Iraq-violenza Neppure
l’Iraq riesce a trovare la pacificazione definitiva. Ai continui attentati, che colpiscono
indistintamente tutta la popolazione, si aggiungono le violenze contro la minoranza
cristiana: il corpo senza vita di un uomo, un cristiano di 36 anni, è stato rinvenuto
ieri a Mosul, nel nord. Fonti di AsiaNews confermano che si è trattato di una vera
e propria esecuzione e denunciano anche il sequestro di un altro componente della
comunità locale, poi liberato dietro pagamento di un riscatto. Sulla situazione nel
Paese del Golfo, ascoltiamo don Renato Sacco, delegato per l’Iraq di Pax Christi,
movimento internazionale da sempre impegnato per la pace, intervistato da Giada
Aquilino:
R. -
Le notizie che io ho sono, da una parte, quelle di un’apparente tranquillità, dall’altra
ho notizie di uccisioni e sequestri. Mosul è diventata il covo di tutti coloro che
sono fuggiti, ad esempio da Falluja, ed è quindi una roccaforte. In più, ci sono i
propositi di una divisione dell’Iraq in Stato sunnita, sciita e curdo. E’ nata questa
possibilità - per fortuna non molto caldeggiata - di farne come l'enclave cristiana
della piana di Ninive. Una soluzione che porterebbe ad una radicalizzazione di ogni
estremismo. Mi sembra che anche le notizie di questi giorni, da Gaza e dalla Terra
Santa, ci dicano che quando scendono in campo la violenza e l’estremismo, la dignità
della persona viene annientata. Io invece credo che questo rischio di far pagare un
conto alto ci chiede di essere ancora più vicini, di condannare ogni violenza. La
violenza semina sempre violenza. E l’Iraq non è certo il terreno più tranquillo. Queste
notizie non faranno che aumentare la diffidenza e l’odio. Per cui c’è davvero da sperare
che non vi sia una ripercussione e che la scelta della guerra non ricada violentemente
sui più deboli, come sempre succede.
D. - E c’è da
dire che l’instabilità irachena non riguarda soltanto i cristiani, ma tutti i civili...
R.
- Le vittime, i rapimenti, i profughi, la quotidianità della vita faticosa, riguarda
un gran numero di persone. Le notizie che ho proprio di questi giorni mi dicono che
a Baghdad la situazione va migliorando, si può anche uscire di casa. Certo, c'è la
fatica di racimolare le cose per vivere, ci sono i costi alti della benzina o del
gas e questi riguardano purtroppo tutti.
Usa-Bush I successi
nella lotta al terrorismo e l’aiuto dato alle democrazie di Afghanistan e Iraq. Sono
i due temi affrontati ieri dal presidente americano, George W. Bush, nel suo discorso
d'addio alla nazione e a pochi giorni dall’insediamento alla Casa Bianca di Barack
Obama. Parlando agli Stati Uniti, Bush non ha negato di aver commesso errori. Da New
York, Elena Molinari:
“Lascio
un’America più sicura ed un mondo più libero di come li ho trovati”: George Bush dice
addio alla nazione, e lo fa ammettendo di aver commesso errori. “Ci sono cose che
farei diversamente, se ne avessi la possibilità”, ha detto. Ma, subito dopo, ha rivendicato
di aver sempre agito nel miglior interesse della nazione. Dopo un accenno alla storicità
dell’elezione di Barack Obama, che ha descritto come un momento di speranza e orgoglio
per l’intera nazione, Bush si è preoccupato soprattutto di scrivere una prima versione
della storia della sua presidenza, sottolineandone i meriti. In particolare, quello
di aver difeso per sette anni il territorio americano dalla violenza dei terroristi.

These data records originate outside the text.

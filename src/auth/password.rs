use argon2::{
    password_hash::{PasswordHash, PasswordHasher, PasswordVerifier, SaltString},
    Argon2,
};
use rand::rngs::OsRng;
use tracing::error;

pub fn hash_password(plain: &str) -> anyhow::Result<String> {
    let salt = SaltString::generate(&mut OsRng);
    let argon2 = Argon2::default();
    let hash = argon2
        .hash_password(plain.as_bytes(), &salt)
        .map_err(|e| {
            error!(error = %e, "argon2 hash_password error");
            anyhow::anyhow!(e.to_string())
        })?
        .to_string();
    Ok(hash)
}

/// A digest that does not parse counts as a verification failure, not an error;
/// stored hashes are opaque and may predate the current format.
pub fn verify_password(plain: &str, hash: &str) -> bool {
    let Ok(parsed) = PasswordHash::new(hash) else {
        error!("malformed password hash in store");
        return false;
    };
    Argon2::default()
        .verify_password(plain.as_bytes(), &parsed)
        .is_ok()
}
mod app;
mod auth;
mod config;
mod mail;
mod state;

#[tokio::main]
async fn main() -> anyhow::Result<()> {
    dotenvy::dotenv().ok();

    let env_filter = std::env::var("RUST_LOG")
        .unwrap_or_else(|_| "authflow=debug,axum=info,tower_http=info".to_string());
    let json_logs = std::env::var("LOG_FORMAT")
        .map(|v| v == "json")
        .unwrap_or(false);

    if json_logs {
        tracing_subscriber::fmt()
            .with_env_filter(env_filter)
            .with_target(false)
            .json()
            .init();
    } else {
        tracing_subscriber::fmt().with_env_filter(env_filter).init();
    }

    let app_state = state::AppState::init().await?;

    sqlx::migrate!("./migrations").run(&app_state.db).await?;

    let app = app::build_app(app_state);
    app::serve(app).await
}
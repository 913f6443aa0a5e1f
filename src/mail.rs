use anyhow::Context;
use axum::async_trait;
use lettre::{
    message::header::ContentType, transport::smtp::authentication::Credentials,
    AsyncSmtpTransport, AsyncTransport, Message, Tokio1Executor,
};
use tracing::info;

use crate::config::SmtpConfig;

#[async_trait]
pub trait Mailer: Send + Sync {
    async fn send_activation_mail(&self, to: &str, activation_url: &str) -> anyhow::Result<()>;
}

/// Delivers activation mail over SMTP (STARTTLS).
pub struct SmtpMailer {
    transport: AsyncSmtpTransport<Tokio1Executor>,
    from: String,
}

impl SmtpMailer {
    pub fn new(config: &SmtpConfig) -> anyhow::Result<Self> {
        let transport = AsyncSmtpTransport::<Tokio1Executor>::starttls_relay(&config.host)
            .context("smtp relay config")?
            .port(config.port)
            .credentials(Credentials::new(
                config.username.clone(),
                config.password.clone(),
            ))
            .build();
        Ok(Self {
            transport,
            from: config.from.clone(),
        })
    }
}

#[async_trait]
impl Mailer for SmtpMailer {
    async fn send_activation_mail(&self, to: &str, activation_url: &str) -> anyhow::Result<()> {
        let body = format!(
            "<div>\
               <h1>Confirm your email address</h1>\
               <a href=\"{url}\">{url}</a>\
             </div>",
            url = activation_url
        );
        let email = Message::builder()
            .from(self.from.parse().context("parse from address")?)
            .to(to.parse().context("parse recipient address")?)
            .subject("Activate your account")
            .header(ContentType::TEXT_HTML)
            .body(body)
            .context("build activation mail")?;
        self.transport
            .send(email)
            .await
            .context("smtp send activation mail")?;
        Ok(())
    }
}

/// Fallback when SMTP is not configured: logs the activation URL instead of
/// sending it. Useful for local development.
pub struct LogMailer;

#[async_trait]
impl Mailer for LogMailer {
    async fn send_activation_mail(&self, to: &str, activation_url: &str) -> anyhow::Result<()> {
        info!(%to, %activation_url, "smtp not configured; activation mail logged only");
        Ok(())
    }
}
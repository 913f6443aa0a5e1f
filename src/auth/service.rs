use std::sync::Arc;

use tracing::{debug, info, warn};
use uuid::Uuid;

use crate::{
    auth::{
        dto::PublicUser,
        error::AuthError,
        jwt::{JwtKeys, TokenPair},
        password,
        repo::{NewUser, SessionStore, User, UserStore},
    },
    mail::Mailer,
};

/// Result of register, login and refresh: a fresh token pair plus the user
/// projection embedded in it.
#[derive(Debug)]
pub struct AuthSession {
    pub tokens: TokenPair,
    pub user: PublicUser,
}

/// Orchestrates credential verification, token issuance and session state.
/// Holds its collaborators as injected trait objects; the composition root
/// decides which implementations back them.
#[derive(Clone)]
pub struct AuthService {
    users: Arc<dyn UserStore>,
    sessions: Arc<dyn SessionStore>,
    mailer: Arc<dyn Mailer>,
    keys: JwtKeys,
    api_url: String,
}

impl AuthService {
    pub fn new(
        users: Arc<dyn UserStore>,
        sessions: Arc<dyn SessionStore>,
        mailer: Arc<dyn Mailer>,
        keys: JwtKeys,
        api_url: String,
    ) -> Self {
        Self {
            users,
            sessions,
            mailer,
            keys,
            api_url,
        }
    }

    /// Issue a token pair for the user and persist the refresh token,
    /// replacing any previous session for that user.
    async fn open_session(&self, user: &User) -> Result<AuthSession, AuthError> {
        let public = PublicUser::from(user);
        let tokens = self.keys.issue_pair(&public)?;
        self.sessions.save(user.id, &tokens.refresh_token).await?;
        Ok(AuthSession {
            tokens,
            user: public,
        })
    }

    pub async fn register(&self, email: &str, password: &str) -> Result<AuthSession, AuthError> {
        if self.users.find_by_email(email).await?.is_some() {
            return Err(AuthError::DuplicateUser {
                email: email.to_string(),
            });
        }

        let password_hash = password::hash_password(password)?;
        let activation_link = Uuid::new_v4();
        let user = self
            .users
            .create(NewUser {
                email: email.to_string(),
                password_hash,
                activation_link,
            })
            .await?;

        // Best-effort: the account exists even if the mail never goes out.
        let activation_url = format!("{}/api/auth/activate/{}", self.api_url, activation_link);
        if let Err(e) = self
            .mailer
            .send_activation_mail(&user.email, &activation_url)
            .await
        {
            warn!(error = %e, user_id = %user.id, "activation mail failed");
        }

        info!(user_id = %user.id, email = %user.email, "user registered");
        self.open_session(&user).await
    }

    pub async fn activate(&self, activation_link: Uuid) -> Result<(), AuthError> {
        let mut user = self
            .users
            .find_by_activation_link(activation_link)
            .await?
            .ok_or(AuthError::InvalidActivationLink)?;
        user.is_activated = true;
        self.users.save(&user).await?;
        info!(user_id = %user.id, "account activated");
        Ok(())
    }

    pub async fn login(&self, email: &str, password: &str) -> Result<AuthSession, AuthError> {
        let user = self
            .users
            .find_by_email(email)
            .await?
            .ok_or(AuthError::UserNotFound)?;

        if !password::verify_password(password, &user.password_hash) {
            warn!(user_id = %user.id, "login with invalid password");
            return Err(AuthError::InvalidCredentials);
        }

        info!(user_id = %user.id, "user logged in");
        self.open_session(&user).await
    }

    pub async fn logout(&self, refresh_token: &str) -> Result<(), AuthError> {
        let removed = self.sessions.remove(refresh_token).await?;
        debug!(removed, "logout");
        Ok(())
    }

    /// Full rotation: a valid refresh token is exchanged for a new pair and
    /// the old token stops being accepted. The token must pass signature and
    /// expiry checks AND still be the registered session token, so logout and
    /// earlier rotations invalidate it even before it expires.
    pub async fn refresh(&self, refresh_token: &str) -> Result<AuthSession, AuthError> {
        if refresh_token.is_empty() {
            return Err(AuthError::Unauthorized);
        }
        let claims = self
            .keys
            .verify_refresh(refresh_token)
            .map_err(|_| AuthError::Unauthorized)?;
        if self.sessions.find(refresh_token).await?.is_none() {
            return Err(AuthError::Unauthorized);
        }

        let user = self
            .users
            .find_by_id(claims.sub)
            .await?
            .ok_or(AuthError::UserNotFound)?;

        debug!(user_id = %user.id, "refresh token rotated");
        self.open_session(&user).await
    }

    pub async fn list_users(&self) -> Result<Vec<User>, AuthError> {
        Ok(self.users.list_all().await?)
    }
}
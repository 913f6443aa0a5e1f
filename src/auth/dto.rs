use serde::{Deserialize, Serialize};
use uuid::Uuid;

use crate::auth::repo::User;

/// Request body for user registration.
#[derive(Debug, Deserialize)]
pub struct RegisterRequest {
    pub email: String,
    pub password: String,
}

/// Request body for login.
#[derive(Debug, Deserialize)]
pub struct LoginRequest {
    pub email: String,
    pub password: String,
}

/// Request body for token refresh and logout.
#[derive(Debug, Deserialize)]
pub struct RefreshRequest {
    pub refresh_token: String,
}

/// Response returned after register, login or refresh.
#[derive(Debug, Serialize)]
pub struct AuthResponse {
    pub access_token: String,
    pub refresh_token: String,
    pub user: PublicUser,
}

/// Public projection of the user record, used as token payload and API
/// response. Never persisted.
#[derive(Debug, Clone, Serialize, Deserialize, PartialEq, Eq)]
pub struct PublicUser {
    pub id: Uuid,
    pub email: String,
    pub is_activated: bool,
}

impl From<&User> for PublicUser {
    fn from(user: &User) -> Self {
        Self {
            id: user.id,
            email: user.email.clone(),
            is_activated: user.is_activated,
        }
    }
}

#[cfg(test)]
mod tests {
    use super::*;

    #[test]
    fn public_user_serializes_expected_fields() {
        let user = PublicUser {
            id: Uuid::new_v4(),
            email: "test@example.com".to_string(),
            is_activated: false,
        };
        let json = serde_json::to_string(&user).unwrap();
        assert!(json.contains("test@example.com"));
        assert!(json.contains("is_activated"));
        assert!(!json.contains("password"));
    }
}
use std::sync::Arc;

use anyhow::Context;
use sqlx::postgres::PgPoolOptions;
use sqlx::PgPool;

use crate::auth::jwt::JwtKeys;
use crate::auth::repo::{PgSessionStore, PgUserStore};
use crate::auth::service::AuthService;
use crate::config::AppConfig;
use crate::mail::{LogMailer, Mailer, SmtpMailer};

#[derive(Clone)]
pub struct AppState {
    pub db: PgPool,
    pub config: Arc<AppConfig>,
    pub auth: AuthService,
}

impl AppState {
    pub async fn init() -> anyhow::Result<Self> {
        let config = Arc::new(AppConfig::from_env()?);

        let db = PgPoolOptions::new()
            .max_connections(10)
            .connect(&config.database_url)
            .await
            .context("connect to database")?;

        let mailer: Arc<dyn Mailer> = match &config.smtp {
            Some(smtp) => Arc::new(SmtpMailer::new(smtp)?),
            None => Arc::new(LogMailer),
        };

        Ok(Self::from_parts(db, config, mailer))
    }

    pub fn from_parts(db: PgPool, config: Arc<AppConfig>, mailer: Arc<dyn Mailer>) -> Self {
        let auth = AuthService::new(
            Arc::new(PgUserStore::new(db.clone())),
            Arc::new(PgSessionStore::new(db.clone())),
            mailer,
            JwtKeys::from_config(&config.jwt),
            config.api_url.clone(),
        );
        Self { db, config, auth }
    }
}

Bush ha spiegato che l’11 settembre 2001 ha cambiato per sempre la sua vita: “Col
passare degli anni - ha detto - gran parte degli americani sono riusciti a riprendere
la vita com’era prima”, ma "questo non è mai successo a me”. Quindi ha ammonito il
suo successore: “La più grave minaccia per gli americani resta quella di un attacco
terroristico”.
Filippine-sequestro Le autorità filippine avrebbero
identificato alcuni sequestratori facenti parte del commando che ieri ha rapito
i tre funzionari della Croce Rossa internazionale - un italiano, uno svizzero e un
filippino - sequestrati mentre si trovavano su una strada provinciale dell'isola di
Jolo, nel sudovest del Paese. Fra loro, anche una guardia carceraria del centro di
detenzione di Patikul, visitato dai tre poco prima del rapimento. Nessuna notizia
sulla condizione degli ostaggi e nemmeno sul luogo dove sono tenuti: per le autorità
di Manila non sarebbe nemmeno certo il coinvolgimento del movimento di Abu Sayyaf,
gruppo islamico legato ad al Qaeda che proprio a Jolo ha una delle sue roccaforti.
Italia-Eluana
Englaro In un comunicato, la casa di cura "Città di Udine" ha annunciato la
sua rinuncia ad accogliere nella struttura Eluana Englaro - la donna da 14 anni in
stato vegetativo - per attuare la sentenza della Corte di Cassazione che autorizza
la sospensione del trattamento di alimentazione e idratazione artificiale. "Le ragioni
di questa decisione - prosegue la nota - sono da ascriversi alla disamina circa il
'groviglio' di norme amministrative e la possibile sovrapposizione di competenze esistenti
tra Stato e Regioni".
Pirateria Il 2008 è stato l’anno che ha fatto
segnare il record dei casi di pirateria. Sono 293 le navi attaccate, 49 quelle sequestrate
e 889 i membri di equipaggio presi in ostaggio, di cui 21 uccisi. Lo rende noto l'Ufficio
marittimo internazionale. Il Golfo di Aden, che si trova nell'oceano indiano tra
Yemen e Somalia, è il posto in cui si sono verificati più attacchi. Solo in questa
zona, sono state 42 le navi prese d'assalto e 815 i membri degli equipaggi ancora
tenuti in ostaggio. Rispetto agli anni passati, i predoni del mare sembrano molto
più preparati, meglio armati e molto più violenti. Nonostante la presenza di unità
da guerra della comunità internazionale, i pirati hanno continuato le loro azioni.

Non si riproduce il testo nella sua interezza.